Figure 3. Molecular interaction between Actinomycin D with FliN (4612) in 3D (A) and 2D models (B). Actinomycin D with FliN showing hydrogen bonding interaction with amino acid GLN128, GLU50, and ARG136. Hydrogen bonding interactions are shown as green dotted lines.
To verify the biological activity of Actinomycin D (Figures 4A,B), we isolated 78.8 mg of red powder from the secondary metabolites of WA5-1-17. The molecular formula of the red powder was calculated as C62H84N12O16 based on the ESI-MS analysis at m/z 1255.49 [M + H]+ (Figure 4C) and 13C NMR data. The 1H and 13C NMR spectra of the red powder were closely similar to those of Actinomycin X2, differing in that the red powder has one less oxygen atom than Actinomycin X2. The 13C NMR spectrum exhibited that one signal is missing in the lower field, and one signal is added at δ 23. It is speculated that the carbonyl group in the proline moiety of the red powder is replaced by hydrogen (Figures 4D,E). Comparison of its MS and NMR data with those published in the literature enabled the identification of the red powder as Actinomycin D (Liu et al., 2019).
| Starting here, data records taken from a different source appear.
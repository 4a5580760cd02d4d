// libs/appointment-cell/src/services/booking.rs
use std::sync::Arc;

use chrono::Utc;
use rusqlite::{params, Connection};
use tracing::{info, warn};
use uuid::Uuid;

use shared_database::{decode_ts, encode_ts, ClinicDb, DatabaseError};
use shared_models::auth::Actor;
use slot_cell::models::SlotStatus;
use slot_cell::services::store::{find_slot, set_slot_status};

use crate::models::{
    Appointment, AppointmentError, AppointmentSearchQuery, AppointmentStatus, BookSlotRequest,
};

pub struct BookingService {
    db: Arc<ClinicDb>,
}

impl BookingService {
    pub fn new(db: Arc<ClinicDb>) -> Self {
        Self { db }
    }

    /// Book a slot for a patient. The slot status is re-read and flipped to
    /// occupied inside one write transaction, so out of any number of
    /// concurrent attempts exactly one commits; the rest see the slot as no
    /// longer available.
    pub fn book_slot(&self, request: BookSlotRequest) -> Result<Appointment, AppointmentError> {
        self.db.transaction(|tx| {
            if !patient_exists(tx, request.patient_id)? {
                return Err(AppointmentError::PatientNotFound);
            }

            let slot =
                find_slot(tx, request.slot_id)?.ok_or(AppointmentError::SlotNotFound)?;

            if slot.status != SlotStatus::Available {
                warn!(
                    "Booking rejected: slot {} is {}",
                    slot.id, slot.status
                );
                return Err(AppointmentError::SlotUnavailable);
            }

            let status = if request.confirm {
                AppointmentStatus::Confirmed
            } else {
                AppointmentStatus::Pending
            };

            let now = Utc::now();
            let appointment = Appointment {
                id: Uuid::new_v4(),
                patient_id: request.patient_id,
                provider_id: slot.provider_id,
                slot_id: slot.id,
                start_time: slot.start_time,
                end_time: slot.end_time,
                status,
                reason: request.reason,
                notes: None,
                created_at: now,
                updated_at: now,
            };

            tx.execute(
                "INSERT INTO appointments (id, patient_id, provider_id, slot_id, start_time, end_time, status, reason, notes, created_at, updated_at)
                 VALUES (?1, ?2, ?3, ?4, ?5, ?6, ?7, ?8, ?9, ?10, ?11)",
                params![
                    appointment.id.to_string(),
                    appointment.patient_id.to_string(),
                    appointment.provider_id.to_string(),
                    appointment.slot_id.to_string(),
                    encode_ts(appointment.start_time),
                    encode_ts(appointment.end_time),
                    appointment.status.as_str(),
                    appointment.reason,
                    appointment.notes,
                    encode_ts(appointment.created_at),
                    encode_ts(appointment.updated_at),
                ],
            )
            .map_err(DatabaseError::from)?;

            set_slot_status(tx, slot.id, SlotStatus::Occupied)?;

            info!(
                "Appointment {} booked for patient {} with provider {} ({})",
                appointment.id, appointment.patient_id, appointment.provider_id, appointment.status
            );
            Ok(appointment)
        })
    }

    /// Cancel an appointment and release its slot in the same transaction.
    /// Permitted to the patient, the assigned provider, or an admin.
    pub fn cancel_appointment(
        &self,
        appointment_id: Uuid,
        actor: &Actor,
        reason: Option<String>,
    ) -> Result<Appointment, AppointmentError> {
        self.db.transaction(|tx| {
            let appointment =
                find_appointment(tx, appointment_id)?.ok_or(AppointmentError::NotFound)?;

            if appointment.status == AppointmentStatus::Cancelled {
                return Err(AppointmentError::AlreadyCancelled);
            }
            if appointment.status.is_terminal() {
                return Err(AppointmentError::IllegalTransition {
                    from: appointment.status,
                    to: AppointmentStatus::Cancelled,
                });
            }

            if !actor.can_act_for_patient(appointment.patient_id)
                && !actor.can_act_for_provider(appointment.provider_id)
            {
                return Err(AppointmentError::Forbidden);
            }

            let now = Utc::now();
            let notes = reason
                .as_ref()
                .map(|r| format!("Cancelled by {}: {}", actor.role, r));

            tx.execute(
                "UPDATE appointments SET status = ?2, notes = COALESCE(?3, notes), updated_at = ?4
                 WHERE id = ?1",
                params![
                    appointment_id.to_string(),
                    AppointmentStatus::Cancelled.as_str(),
                    notes,
                    encode_ts(now),
                ],
            )
            .map_err(DatabaseError::from)?;

            set_slot_status(tx, appointment.slot_id, SlotStatus::Available)?;

            info!(
                "Appointment {} cancelled by {} {}",
                appointment_id, actor.role, actor.id
            );
            Ok(Appointment {
                status: AppointmentStatus::Cancelled,
                notes: notes.or(appointment.notes),
                updated_at: now,
                ..appointment
            })
        })
    }

    pub fn get_appointment(&self, appointment_id: Uuid) -> Result<Appointment, AppointmentError> {
        self.db
            .read(|conn| find_appointment(conn, appointment_id).map_err(AppointmentError::from))?
            .ok_or(AppointmentError::NotFound)
    }

    /// Filtered search ordered by start time, most recent first.
    pub fn search_appointments(
        &self,
        query: &AppointmentSearchQuery,
    ) -> Result<Vec<Appointment>, AppointmentError> {
        self.db
            .read(|conn| search_appointments(conn, query).map_err(AppointmentError::from))
    }
}

/// Connection-level search, shared with the patient history read side.
pub fn search_appointments(
    conn: &Connection,
    query: &AppointmentSearchQuery,
) -> Result<Vec<Appointment>, DatabaseError> {
    let mut sql = String::from(
        "SELECT id, patient_id, provider_id, slot_id, start_time, end_time, status, reason, notes, created_at, updated_at
         FROM appointments WHERE 1 = 1",
    );
    let mut bind: Vec<String> = Vec::new();

    if let Some(patient_id) = query.patient_id {
        bind.push(patient_id.to_string());
        sql.push_str(&format!(" AND patient_id = ?{}", bind.len()));
    }
    if let Some(provider_id) = query.provider_id {
        bind.push(provider_id.to_string());
        sql.push_str(&format!(" AND provider_id = ?{}", bind.len()));
    }
    if let Some(status) = query.status {
        bind.push(status.as_str().to_string());
        sql.push_str(&format!(" AND status = ?{}", bind.len()));
    }
    if let Some(from_date) = query.from_date {
        bind.push(encode_ts(from_date.and_hms_opt(0, 0, 0).unwrap().and_utc()));
        sql.push_str(&format!(" AND start_time >= ?{}", bind.len()));
    }
    if let Some(to_date) = query.to_date {
        let day_end = to_date.and_hms_opt(0, 0, 0).unwrap().and_utc() + chrono::Duration::days(1);
        bind.push(encode_ts(day_end));
        sql.push_str(&format!(" AND start_time < ?{}", bind.len()));
    }
    sql.push_str(" ORDER BY start_time DESC");

    let mut stmt = conn.prepare(&sql)?;
    let rows = stmt.query_map(rusqlite::params_from_iter(bind.iter()), read_appointment_row)?;

    let mut appointments = Vec::new();
    for row in rows {
        appointments.push(appointment_from_row(row?)?);
    }
    Ok(appointments)
}

pub fn patient_exists(conn: &Connection, patient_id: Uuid) -> Result<bool, DatabaseError> {
    let exists: bool = conn.query_row(
        "SELECT EXISTS(SELECT 1 FROM patients WHERE id = ?1)",
        params![patient_id.to_string()],
        |row| row.get(0),
    )?;
    Ok(exists)
}

struct AppointmentRow {
    id: String,
    patient_id: String,
    provider_id: String,
    slot_id: String,
    start_time: String,
    end_time: String,
    status: String,
    reason: Option<String>,
    notes: Option<String>,
    created_at: String,
    updated_at: String,
}

fn read_appointment_row(row: &rusqlite::Row<'_>) -> rusqlite::Result<AppointmentRow> {
    Ok(AppointmentRow {
        id: row.get(0)?,
        patient_id: row.get(1)?,
        provider_id: row.get(2)?,
        slot_id: row.get(3)?,
        start_time: row.get(4)?,
        end_time: row.get(5)?,
        status: row.get(6)?,
        reason: row.get(7)?,
        notes: row.get(8)?,
        created_at: row.get(9)?,
        updated_at: row.get(10)?,
    })
}

fn appointment_from_row(row: AppointmentRow) -> Result<Appointment, DatabaseError> {
    Ok(Appointment {
        id: parse_uuid("appointment.id", &row.id)?,
        patient_id: parse_uuid("appointment.patient_id", &row.patient_id)?,
        provider_id: parse_uuid("appointment.provider_id", &row.provider_id)?,
        slot_id: parse_uuid("appointment.slot_id", &row.slot_id)?,
        start_time: decode_ts(&row.start_time)?,
        end_time: decode_ts(&row.end_time)?,
        status: AppointmentStatus::parse(&row.status)?,
        reason: row.reason,
        notes: row.notes,
        created_at: decode_ts(&row.created_at)?,
        updated_at: decode_ts(&row.updated_at)?,
    })
}

fn parse_uuid(field: &str, value: &str) -> Result<Uuid, DatabaseError> {
    Uuid::parse_str(value).map_err(|_| DatabaseError::InvalidValue {
        field: field.to_string(),
        value: value.to_string(),
    })
}

/// Look up an appointment inside the caller's transaction. Shared with the
/// lifecycle service and the encounter writer.
pub fn find_appointment(
    conn: &Connection,
    appointment_id: Uuid,
) -> Result<Option<Appointment>, DatabaseError> {
    let mut stmt = conn.prepare(
        "SELECT id, patient_id, provider_id, slot_id, start_time, end_time, status, reason, notes, created_at, updated_at
         FROM appointments WHERE id = ?1",
    )?;

    match stmt.query_row(params![appointment_id.to_string()], read_appointment_row) {
        Ok(row) => Ok(Some(appointment_from_row(row)?)),
        Err(rusqlite::Error::QueryReturnedNoRows) => Ok(None),
        Err(e) => Err(e.into()),
    }
}

/// Apply a status inside the caller's transaction. Callers validate the
/// transition first.
pub fn set_appointment_status(
    conn: &Connection,
    appointment_id: Uuid,
    status: AppointmentStatus,
) -> Result<(), DatabaseError> {
    conn.execute(
        "UPDATE appointments SET status = ?2, updated_at = ?3 WHERE id = ?1",
        params![
            appointment_id.to_string(),
            status.as_str(),
            encode_ts(Utc::now())
        ],
    )?;
    Ok(())
}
Figure 4. Structure identification of the purified compound. (A) Molecular structure of the Actinomycin D. (B) UV. (C) Mass spectrometry. (D) Proton (1H) nuclear magnetic resonance. (E) Carbon (13C) nuclear magnetic resonance.
Effect of Actinomycin D on Vibrio parahaemolyticus growth
To verify the antibacterial effect of Actinomycin D on V. parahaemolyticus, we measured MIC and MBC using broth microdilution techniques. Increasing concentrations of actinomycin D significantly enhanced its antimicrobial activity against V. parahaemolyticus, with MIC and MBC values of 16.0 μg/mL and 64.0 μg/mL, respectively. The growth curve experiment provided further evidence, as it confirmed that Actinomycin D exerted a pronounced inhibitory effect on V. parahaemolyticus growth at a concentration of 16.0 μg/mL. Notably, when compared to the control group, Actinomycin D exhibited no significant impact on the growth curve of V. parahaemolyticus at concentrations below 8.0 μg/mL, as illustrated in Figure 5.
Figure 5. Effect of Actinomycin D on the growth curve of V. parahaemolyticus. Bars represent the SD. Each value represents the average of six independent measurements.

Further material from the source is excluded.